O que é Trade Marketing?
Trade Marketing é a estratégia que trabalha a relação entre indústria, distribuidores e varejo para que o produto vença a disputa no ponto de venda. Enquanto o marketing tradicional fala com o consumidor final, o trade marketing fala com o canal: o supermercado, a farmácia, o atacadista, o e-commerce que revende o produto.
A lógica é direta: grande parte das decisões de compra acontece na frente da gôndola ou da prateleira digital. Se o produto não está disponível, visível e bem apresentado nesse momento, toda a verba de mídia se perde. O trade marketing existe para garantir essa última etapa.
O modelo opera em duas frentes ao mesmo tempo: uma relação B2B com o varejista, que precisa ter motivos para dar espaço ao produto, e um efeito B2C sobre o shopper, a pessoa que decide na loja. Essa cadeia com dois públicos aproxima o trade marketing da lógica B2B2C.
Como funciona na prática?
A equipe de trade atua sobre execução no ponto de venda, relacionamento com o canal e incentivos de sell-out (a venda do varejo para o consumidor). As frentes principais são estas:
- Distribuição: garantir que o produto chegue aos pontos de venda certos para o público-alvo.
- Visibilidade: negociar espaço de gôndola, pontas de gôndola, displays e material de merchandising.
- Preço e promoção no canal: acordos comerciais, encartes, degustações e ofertas casadas.
- Execução: promotores visitam lojas para repor, precificar e montar exposições conforme o planejado.

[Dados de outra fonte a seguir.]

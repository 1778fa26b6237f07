use std::path::{Path, PathBuf};

use anyhow::{anyhow, Context, Result};
use clap::{Parser, Subcommand};
use docview_core::{load_settings, DocumentView, PendingFile};
use shared::{domain::DocumentId, protocol::Document};
use tracing_subscriber::EnvFilter;

const LIST_PREVIEW_CHARS: usize = 80;

#[derive(Parser, Debug)]
#[command(name = "docview", about = "Browse and manage OCR-processed documents")]
struct Args {
    /// Overrides the API base from docview.toml / DOCVIEW_API_BASE.
    #[arg(long, global = true)]
    api_base: Option<String>,
    /// Print store records as JSON.
    #[arg(long, global = true)]
    json: bool,
    #[command(subcommand)]
    command: Command,
}

#[derive(Subcommand, Debug)]
enum Command {
    /// List processed documents.
    List,
    /// Upload a file for OCR processing.
    Upload { path: PathBuf },
    /// Delete documents by id; several ids are removed in one batch request.
    Delete {
        #[arg(required = true)]
        ids: Vec<String>,
    },
    /// Show a document's full text and embedding preview.
    Detail { id: String },
    /// Similarity search over document texts.
    Search { text: String },
    /// Number of stored documents.
    Count,
}

#[tokio::main]
async fn main() -> Result<()> {
    tracing_subscriber::fmt()
        .with_env_filter(
            EnvFilter::try_from_default_env().unwrap_or_else(|_| EnvFilter::new("info")),
        )
        .with_writer(std::io::stderr)
        .init();
    let args = Args::parse();
    tracing::debug!(command = ?args.command, "running command");

    let settings = load_settings().with_api_base_override(args.api_base.clone());
    let view = DocumentView::from_settings(&settings);

    match args.command {
        Command::List => {
            view.mount().await.context("failed to list documents")?;
            print_documents(&view.documents().await, args.json)?;
        }
        Command::Upload { path } => {
            let file = read_pending_file(&path).await?;
            view.choose_file(file).await;
            view.upload()
                .await
                .with_context(|| format!("failed to upload {}", path.display()))?;
            println!("Uploaded {}", path.display());
            print_documents(&view.documents().await, args.json)?;
        }
        Command::Delete { ids } => {
            if let [id] = ids.as_slice() {
                view.delete(&DocumentId::new(id.clone()))
                    .await
                    .with_context(|| format!("failed to delete document {id}"))?;
                println!("Deleted {id}");
            } else {
                let ids: Vec<DocumentId> = ids.into_iter().map(DocumentId::new).collect();
                let message = view
                    .delete_many(&ids)
                    .await
                    .context("failed to delete documents")?;
                println!("{}", message.unwrap_or_default());
            }
            print_documents(&view.documents().await, args.json)?;
        }
        Command::Detail { id } => {
            view.select(&DocumentId::new(id.clone()))
                .await
                .with_context(|| format!("failed to load document {id}"))?;
            let snapshot = view.snapshot().await;
            let doc = snapshot
                .selected_document()
                .ok_or_else(|| anyhow!("document {id} was not loaded"))?;
            if args.json {
                println!("{}", serde_json::to_string_pretty(doc)?);
            } else {
                print_detail(doc);
            }
        }
        Command::Search { text } => {
            let hits = view.search(&text).await.context("search failed")?;
            if args.json {
                println!("{}", serde_json::to_string_pretty(&hits)?);
            } else if hits.is_empty() {
                println!("No matches");
            } else {
                for hit in hits {
                    println!(
                        "{:.4}\t{}\t{}",
                        hit.similarity,
                        hit.id,
                        preview_line(&hit.text)
                    );
                }
            }
        }
        Command::Count => {
            let count = view.count().await.context("failed to count documents")?;
            println!("{count}");
        }
    }

    Ok(())
}

async fn read_pending_file(path: &Path) -> Result<PendingFile> {
    let bytes = tokio::fs::read(path)
        .await
        .with_context(|| format!("failed to read {}", path.display()))?;
    let filename = path
        .file_name()
        .map(|name| name.to_string_lossy().into_owned())
        .ok_or_else(|| anyhow!("{} has no file name", path.display()))?;
    Ok(PendingFile::new(filename, bytes))
}

fn print_documents(documents: &[Document], json: bool) -> Result<()> {
    if json {
        println!("{}", serde_json::to_string_pretty(documents)?);
        return Ok(());
    }
    if documents.is_empty() {
        println!("No documents");
    }
    for doc in documents {
        println!("{}\t{}\t{}", doc.id, doc.created_at, preview_line(&doc.text));
    }
    Ok(())
}

fn print_detail(doc: &Document) {
    println!("{}", doc.text);
    println!();
    println!("ID: {}", doc.id);
    println!("Created: {}", doc.created_at);
    println!("Vector: {}", doc.embedding_preview());
}

fn preview_line(text: &str) -> String {
    let line = text.lines().next().unwrap_or_default();
    let mut preview: String = line.chars().take(LIST_PREVIEW_CHARS).collect();
    if line.chars().count() > LIST_PREVIEW_CHARS || text.lines().nth(1).is_some() {
        preview.push_str("...");
    }
    preview
}
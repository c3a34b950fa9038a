//! C10: loads, queries, updates, and persists the per-file incremental
//! build cache (spec.md §4.10, §6.4).

use std::collections::HashMap;
use std::fs;
use std::path::Path;
use std::time::{SystemTime, UNIX_EPOCH};

use serde::{Deserialize, Serialize};
use solgen_hir::FileInfo;
use thiserror::Error;

pub const SCHEMA_VERSION: &str = "2.0";

#[derive(Debug, Error)]
pub enum CacheError {
    #[error("failed to write cache file '{path}': {source}")]
    Write { path: String, source: std::io::Error },
    #[error("failed to serialize cache: {0}")]
    Serialize(#[from] serde_json::Error),
}

#[derive(Debug, Clone, Serialize, Deserialize)]
pub struct CacheSnapshot {
    pub version: String,
    pub created_at: u64,
    pub files: HashMap<String, FileInfo>,
}

impl Default for CacheSnapshot {
    fn default() -> Self {
        Self {
            version: SCHEMA_VERSION.to_string(),
            created_at: now_unix(),
            files: HashMap::new(),
        }
    }
}

fn now_unix() -> u64 {
    SystemTime::now()
        .duration_since(UNIX_EPOCH)
        .map(|d| d.as_secs())
        .unwrap_or(0)
}

/// The in-memory cache. Lookup/update/evict are O(1) hash-map operations
/// (spec.md §4.10); persistence is a single JSON write.
#[derive(Debug, Clone)]
pub struct Cache {
    snapshot: CacheSnapshot,
}

impl Cache {
    pub fn empty() -> Self {
        Self {
            snapshot: CacheSnapshot::default(),
        }
    }

    /// Loads the persisted snapshot from `path`. Any failure to read,
    /// parse, recognize the schema version, or satisfy `expiry_seconds`
    /// is treated as "start empty" rather than fatal — per spec.md §4.10,
    /// a missing or stale cache file is a normal first-run condition, not
    /// an infrastructure error.
    pub fn load(path: &Path, expiry_seconds: Option<u64>) -> Self {
        let Ok(text) = fs::read_to_string(path) else {
            tracing::debug!(path = %path.display(), "no cache file found, starting empty");
            return Self::empty();
        };
        let Ok(snapshot) = serde_json::from_str::<CacheSnapshot>(&text) else {
            tracing::warn!(path = %path.display(), "cache file unparseable, starting empty");
            return Self::empty();
        };
        if snapshot.version != SCHEMA_VERSION {
            tracing::warn!(
                found = %snapshot.version,
                expected = SCHEMA_VERSION,
                "cache schema version mismatch, starting empty"
            );
            return Self::empty();
        }
        if let Some(expiry) = expiry_seconds {
            let age = now_unix().saturating_sub(snapshot.created_at);
            if age > expiry {
                tracing::info!(age, expiry, "cache expired, starting empty");
                return Self::empty();
            }
        }
        Self { snapshot }
    }

    pub fn get(&self, path: &str) -> Option<&FileInfo> {
        self.snapshot.files.get(path)
    }

    pub fn upsert(&mut self, info: FileInfo) {
        self.snapshot.files.insert(info.path.clone(), info);
    }

    pub fn remove(&mut self, path: &str) -> Option<FileInfo> {
        self.snapshot.files.remove(path)
    }

    pub fn clear(&mut self) {
        self.snapshot.files.clear();
    }

    pub fn len(&self) -> usize {
        self.snapshot.files.len()
    }

    pub fn is_empty(&self) -> bool {
        self.snapshot.files.is_empty()
    }

    /// Writes the snapshot to `path` via write-to-temp-then-rename so a
    /// crash mid-write leaves the previous snapshot intact (spec.md §5).
    pub fn persist(&self, path: &Path) -> Result<(), CacheError> {
        let text = serde_json::to_string_pretty(&self.snapshot)?;
        let tmp_path = path.with_extension("tmp");
        fs::write(&tmp_path, text).map_err(|source| CacheError::Write {
            path: tmp_path.display().to_string(),
            source,
        })?;
        fs::rename(&tmp_path, path).map_err(|source| CacheError::Write {
            path: path.display().to_string(),
            source,
        })
    }
}
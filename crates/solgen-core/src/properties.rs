//! C5: pairs `get<X>`/`is<X>` methods with `set<X>` methods into property
//! records (spec.md §4.5).

use solgen_hir::{ExportRecord, PropertyAccess, RecordKind};

#[derive(Debug, Default, Clone, Copy)]
pub struct PropertyRecognizer;

impl PropertyRecognizer {
    pub fn is_getter(method: &ExportRecord) -> bool {
        let name = method.cpp_name.as_str();
        let has_getter_prefix =
            (name.starts_with("get") && name.len() > 3) || (name.starts_with("is") && name.len() > 2);
        let returns_non_void = method.return_type.as_deref().is_some_and(|t| t.trim() != "void");
        has_getter_prefix && returns_non_void
    }

    pub fn is_setter(method: &ExportRecord) -> bool {
        let name = method.cpp_name.as_str();
        name.starts_with("set") && name.len() > 3 && method.parameter_types.len() == 1
    }

    /// The property name implied by a getter/setter method name: the
    /// remainder after the `get`/`is`/`set` prefix, first character
    /// lowercased.
    pub fn property_name(method_name: &str) -> String {
        let stripped = if let Some(rest) = method_name.strip_prefix("get") {
            rest
        } else if let Some(rest) = method_name.strip_prefix("is") {
            rest
        } else if let Some(rest) = method_name.strip_prefix("set") {
            rest
        } else {
            method_name
        };
        let mut chars = stripped.chars();
        match chars.next() {
            Some(first) => first.to_lowercase().collect::<String>() + chars.as_str(),
            None => String::new(),
        }
    }

    /// Given every method record of one class, produces one property
    /// record per getter. The underlying getter/setter methods are left
    /// in the caller's method list untouched (spec.md §4.5: "methods used
    /// as property implementations remain exported as methods").
    pub fn recognize(methods: &[ExportRecord]) -> Vec<ExportRecord> {
        let getters: Vec<&ExportRecord> = methods
            .iter()
            .filter(|m| matches!(m.kind, RecordKind::Method | RecordKind::StaticMethod))
            .filter(|m| Self::is_getter(m))
            .collect();
        let setters: Vec<&ExportRecord> = methods
            .iter()
            .filter(|m| matches!(m.kind, RecordKind::Method | RecordKind::StaticMethod))
            .filter(|m| Self::is_setter(m))
            .collect();

        getters
            .into_iter()
            .map(|getter| {
                let prop_name = Self::property_name(&getter.cpp_name);
                let setter = setters
                    .iter()
                    .find(|s| Self::property_name(&s.cpp_name) == prop_name);

                let mut record = ExportRecord::new(
                    RecordKind::Property,
                    prop_name.clone(),
                    getter.source_file.clone(),
                    getter.source_line,
                );
                record.script_name = prop_name;
                record.parent_class = getter.parent_class.clone();
                record.qualified_name = getter.qualified_name.clone();
                record.cpp_namespace = getter.cpp_namespace.clone();
                record.script_namespace = getter.script_namespace.clone();
                record.module = getter.module.clone();
                record.return_type = getter.return_type.clone();
                record.getter_method = Some(getter.cpp_name.clone());
                record.setter_method = setter.map(|s| s.cpp_name.clone());
                record.property_access = if setter.is_some() {
                    PropertyAccess::ReadWrite
                } else {
                    PropertyAccess::ReadOnly
                };
                record
            })
            .collect()
    }
}

#[cfg(test)]
mod tests {
    use super::*;

    fn method(name: &str, return_type: &str, param_count: usize, parent: &str) -> ExportRecord {
        let mut m = ExportRecord::new(RecordKind::Method, name, "f.hpp", 1);
        m.parent_class = parent.to_string();
        m.qualified_name = format!("{parent}::{name}");
        m.return_type = if return_type.is_empty() {
            None
        } else {
            Some(return_type.to_string())
        };
        m.parameter_types = vec!["int".to_string(); param_count];
        m
    }

    #[test]
    fn getter_detection_requires_non_void_return_and_prefix() {
        let getter = method("getValue", "int", 0, "Calc");
        assert!(PropertyRecognizer::is_getter(&getter));

        let void_getter = method("getValue", "void", 0, "Calc");
        assert!(!PropertyRecognizer::is_getter(&void_getter));
    }

    #[test]
    fn is_prefix_getter_requires_length_over_two() {
        assert!(!PropertyRecognizer::is_getter(&method("is", "bool", 0, "Calc")));
        assert!(PropertyRecognizer::is_getter(&method("isReady", "bool", 0, "Calc")));
    }

    #[test]
    fn setter_requires_exactly_one_parameter() {
        assert!(PropertyRecognizer::is_setter(&method("setValue", "void", 1, "Calc")));
        assert!(!PropertyRecognizer::is_setter(&method("setValue", "void", 0, "Calc")));
        assert!(!PropertyRecognizer::is_setter(&method("setValue", "void", 2, "Calc")));
    }

    #[test]
    fn property_name_strips_prefix_and_lowercases_first_char() {
        assert_eq!(PropertyRecognizer::property_name("getValue"), "value");
        assert_eq!(PropertyRecognizer::property_name("isReady"), "ready");
        assert_eq!(PropertyRecognizer::property_name("setValue"), "value");
    }

    #[test]
    fn readwrite_when_matching_setter_exists() {
        let methods = vec![
            method("getValue", "int", 0, "Calc"),
            method("setValue", "void", 1, "Calc"),
        ];
        let props = PropertyRecognizer::recognize(&methods);
        assert_eq!(props.len(), 1);
        assert_eq!(props[0].property_access, PropertyAccess::ReadWrite);
        assert_eq!(props[0].setter_method.as_deref(), Some("setValue"));
    }

    #[test]
    fn readonly_when_no_matching_setter() {
        let methods = vec![method("getValue", "int", 0, "Calc")];
        let props = PropertyRecognizer::recognize(&methods);
        assert_eq!(props.len(), 1);
        assert_eq!(props[0].property_access, PropertyAccess::ReadOnly);
        assert!(props[0].setter_method.is_none());
    }

    #[test]
    fn setter_only_method_produces_no_property() {
        let methods = vec![method("setValue", "void", 1, "Calc")];
        let props = PropertyRecognizer::recognize(&methods);
        assert!(props.is_empty());
    }

    #[test]
    fn void_returning_getter_is_excluded_from_recognition() {
        let methods = vec![method("getValue", "void", 0, "Calc")];
        let props = PropertyRecognizer::recognize(&methods);
        assert!(props.is_empty());
    }
}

- Medição: participação de espaço, ruptura de estoque (produto em falta) e sell-out por loja.
Trade Marketing vs Marketing para o consumidor: qual a diferença?
| Aspecto | Trade Marketing | Marketing para o consumidor |
|---|---|---|
| Público | Canal: varejo, atacado, distribuidor | Consumidor final |
| Campo de ação | Ponto de venda físico e digital | Mídia, conteúdo e comunicação |
| Objetivo | Disponibilidade, visibilidade e giro | Desejo, preferência e demanda |
| Métrica típica | Sell-out, ruptura, espaço de gôndola | Alcance, lembrança, conversão |
Veredito: o marketing para o consumidor cria a demanda e o trade marketing garante que ela encontre o produto na hora da compra.
Exemplos de uso
- Uma indústria de bebidas negocia ponta de gôndola em uma rede de supermercados durante o verão e coloca promotores para manter a geladeira abastecida nos fins de semana.
- Uma marca de cosméticos cria um kit exclusivo para farmácias, com display de balcão e margem maior para o varejista, incentivando a loja a destacar o produto.
- Um fabricante de alimentos monitora a prateleira digital: fotos, títulos e avaliações dos seus produtos nos sites das redes varejistas, o chamado e-trade ou trade digital.
Erros comuns
- Investir em mídia para o consumidor sem garantir presença do produto nas lojas da região impactada.
- Tratar todos os canais igual: atacado, varejo de vizinhança e e-commerce pedem estratégias distintas.
- Medir apenas sell-in (venda para o canal) e ignorar sell-out, acumulando estoque parado no varejo.
- Criar material de ponto de venda bonito que a loja não tem espaço ou interesse em montar.
- Esquecer a prateleira digital, onde descrição ruim e foto amadora derrubam a conversão.
Perguntas frequentes sobre Trade Marketing
Qual a diferença entre sell-in e sell-out?
Sell-in é a venda da indústria para o canal: o que o distribuidor ou varejista compra. Sell-out é a venda do canal para o consumidor final: o que sai da loja. O trade marketing saudável equilibra os dois, porque sell-in alto sem sell-out gera estoque encalhado e devoluções.
Trade marketing serve para quem vende online?
Sim. O conceito se aplica à prateleira digital: presença nos marketplaces e sites de redes varejistas, qualidade de fotos e descrições, avaliações, posição na busca interna e ofertas do canal. O nome usado é e-trade ou trade marketing digital, e a lógica é a mesma da gôndola física.
O que faz um promotor de trade marketing?
O promotor é quem executa a estratégia dentro da loja. Ele repõe o produto na gôndola, confere preços e validade, monta displays e materiais promocionais, negocia espaços extras com a gerência e reporta a situação da concorrência. Sem essa execução, o planejamento de trade fica só no papel.